Büyüklük - Küçüklük
Hindistan hükümdarı Ekber Şah bir gün duvara bir çizgi çizdi. Çevresinde bulunan bilge danışmanlarına bu çizgiye dokunmadan onu küçültmelerini söyledi.
Bu istek karşısında bütün danışmanların kafası karışmıştı. “Bu imkansız hünkarım” dediler. Çizgiye hiç dokunmayacaksın ve onu yine de küçülteceksin. Bu nasıl bir şeydi?
Ekber Şah’ın çok sevdiği bir danışmanı vardı. Adı Birbal idi. Çok akıllı bir insandı. Herkes itiraz edince o çekimser kalmış ve düşünceye dalmıştı. Bütün danışmanlar kendi aralarında uğultu şeklinde konuşurken Birbal duvara Ekber Şah’ın çizdiği çizginin üstüne daha büyük bir çizgi çizdi. Üste çizilen daha uzun çizgi altta kalanı otomatikman küçük göstermişti. Bir çizgiyi büyük ya da küçük göstermek isterseniz onun yanına daha uzun ya da daha kısa bir çizgi çizmeniz yeterli olacaktır.
Öyleyse iki yol var hayatta… Ya varlığını büyütürsün, dünya senin karşında küçülür ve minnacık kalır. O zaman bir Mevlana, bir Buda, bir Yunus olursun.
Ya da egonu büyütürsün bir Yezid, Hitler, Stalin, Mussolini olursun.
Hayat çizginin üstüne daha uzun bir çizgi çizersen içini tevazu, huzur, güven kaplar. Varlığını büyütürsün. Çünkü kendi küçüklüğünün ve çaresizliğinin farkına varırsın.
Eğer hayat çizginin altına daha küçük bir çizgi çizersen bu sefer de egonu güçlendirirsin.
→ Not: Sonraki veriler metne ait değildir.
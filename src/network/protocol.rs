//! Protocol Messages
//!
//! Wire format for client-server communication over WebSocket. Every
//! message is a JSON object tagged by its `type` field.

use serde::{Serialize, Deserialize};

use crate::core::hash::StateHash;
use crate::game::card::Card;
use crate::game::hand::Hand;
use crate::game::state::{GameState, PlayerSlot};
use crate::game::turn::Action;

// =============================================================================
// CLIENT -> SERVER MESSAGES
// =============================================================================

/// Messages sent from client to server.
#[derive(Debug, Clone, PartialEq, Eq, Serialize, Deserialize)]
#[serde(tag = "type", rename_all = "camelCase")]
pub enum ClientMessage {
    /// Draw the top card.
    DrawCard {
        /// Slot the client claims to be.
        player: PlayerSlot,
    },

    /// Play a card from hand.
    PlayCard {
        /// Slot the client claims to be.
        player: PlayerSlot,
        /// Card to play.
        card: Card,
        /// Reinsertion depth for a Defuse (0 = top).
        #[serde(default, skip_serializing_if = "Option::is_none")]
        position: Option<usize>,
    },

    /// Start a new game.
    Reset,
}

impl ClientMessage {
    /// Slot named in the message, if any.
    pub fn claimed_slot(&self) -> Option<PlayerSlot> {
        match self {
            ClientMessage::DrawCard { player } | ClientMessage::PlayCard { player, .. } => {
                Some(*player)
            }
            ClientMessage::Reset => None,
        }
    }

    /// Turn into a game action for `slot`.
    pub fn into_action(self, slot: PlayerSlot) -> Action {
        match self {
            ClientMessage::DrawCard { .. } => Action::DrawCard(slot),
            ClientMessage::PlayCard { card, position, .. } => Action::PlayCard { slot, card, position },
            ClientMessage::Reset => Action::Reset,
        }
    }
}

// =============================================================================
// SERVER -> CLIENT MESSAGES
// =============================================================================

/// Messages sent from server to client.
#[derive(Debug, Clone, PartialEq, Eq, Serialize, Deserialize)]
#[serde(tag = "type", rename_all = "camelCase")]
pub enum ServerMessage {
    /// Slot given to this connection. Sent once, right after accept.
    AssignPlayer {
        /// Assigned slot.
        player: PlayerSlot,
    },

    /// Full state push.
    GameState {
        /// Public view of the state.
        #[serde(rename = "gameState")]
        game_state: GameSnapshot,
        /// Log lines, oldest first. Empty when logs are disabled.
        logs: Vec<String>,
    },

    /// Private See Future reveal, top card first.
    SeeFuture {
        /// Revealed cards.
        cards: Vec<Card>,
    },

    /// Rejection notice. The connection is closed after it.
    Error {
        /// Human-readable message.
        message: String,
    },
}

impl ServerMessage {
    /// Build an error message.
    pub fn error(message: impl Into<String>) -> Self {
        ServerMessage::Error { message: message.into() }
    }
}

/// What clients see of the game state.
///
/// Deck order stays on the server; clients only learn its size.
#[derive(Debug, Clone, PartialEq, Eq, Serialize, Deserialize)]
pub struct GameSnapshot {
    /// Cards left to draw.
    pub deck_size: usize,
    /// Hands, indexed by slot.
    pub player_hands: [Hand; 2],
    /// Whose turn it is.
    pub current_player: PlayerSlot,
    /// Discard pile, oldest first.
    pub discard_pile: Vec<Card>,
    /// Whether a player has exploded.
    pub game_over: bool,
    /// Winning slot once the game is over.
    pub winner: Option<PlayerSlot>,
    /// Turns the current player still owes.
    pub pending_turns: u32,
    /// Slot that must play a Defuse.
    pub pending_explosion: Option<PlayerSlot>,
    /// Hex SHA-256 of the full server state.
    pub state_hash: String,
}

impl GameSnapshot {
    /// Capture the public part of `state`.
    pub fn from_state(state: &GameState) -> Self {
        let hash: StateHash = state.compute_hash();

        Self {
            deck_size: state.deck.size(),
            player_hands: state.player_hands.clone(),
            current_player: state.current_player,
            discard_pile: state.discard_pile.clone(),
            game_over: state.game_over,
            winner: state.winner,
            pending_turns: state.pending_turns,
            pending_explosion: state.pending_explosion,
            state_hash: hex::encode(hash),
        }
    }
}

// =============================================================================
// SERIALIZATION HELPERS
// =============================================================================

impl ClientMessage {
    /// Serialize to JSON string.
    pub fn to_json(&self) -> Result<String, serde_json::Error> {
        serde_json::to_string(self)
    }

    /// Deserialize from JSON string.
    pub fn from_json(s: &str) -> Result<Self, serde_json::Error> {
        serde_json::from_str(s)
    }
}

impl ServerMessage {
    /// Serialize to JSON string.
    pub fn to_json(&self) -> Result<String, serde_json::Error> {
        serde_json::to_string(self)
    }

    /// Deserialize from JSON string.
    pub fn from_json(s: &str) -> Result<Self, serde_json::Error> {
        serde_json::from_str(s)
    }
}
Bir canavara dönüşürsün. Bu yalancı bir büyüklüktür. Sahtedir, ucuzdur.
Unutma! Varlığını büyütmek istiyorsan enaniyetini, egonu sıfırlaman gerekir, öldürmen gerekir, küçültmen gerekir. Egon büyüdükçe varlığın küçülür.
Bir gün balon gibi patlayıverirsin. Varlığın büyüdükçe egon küçülür.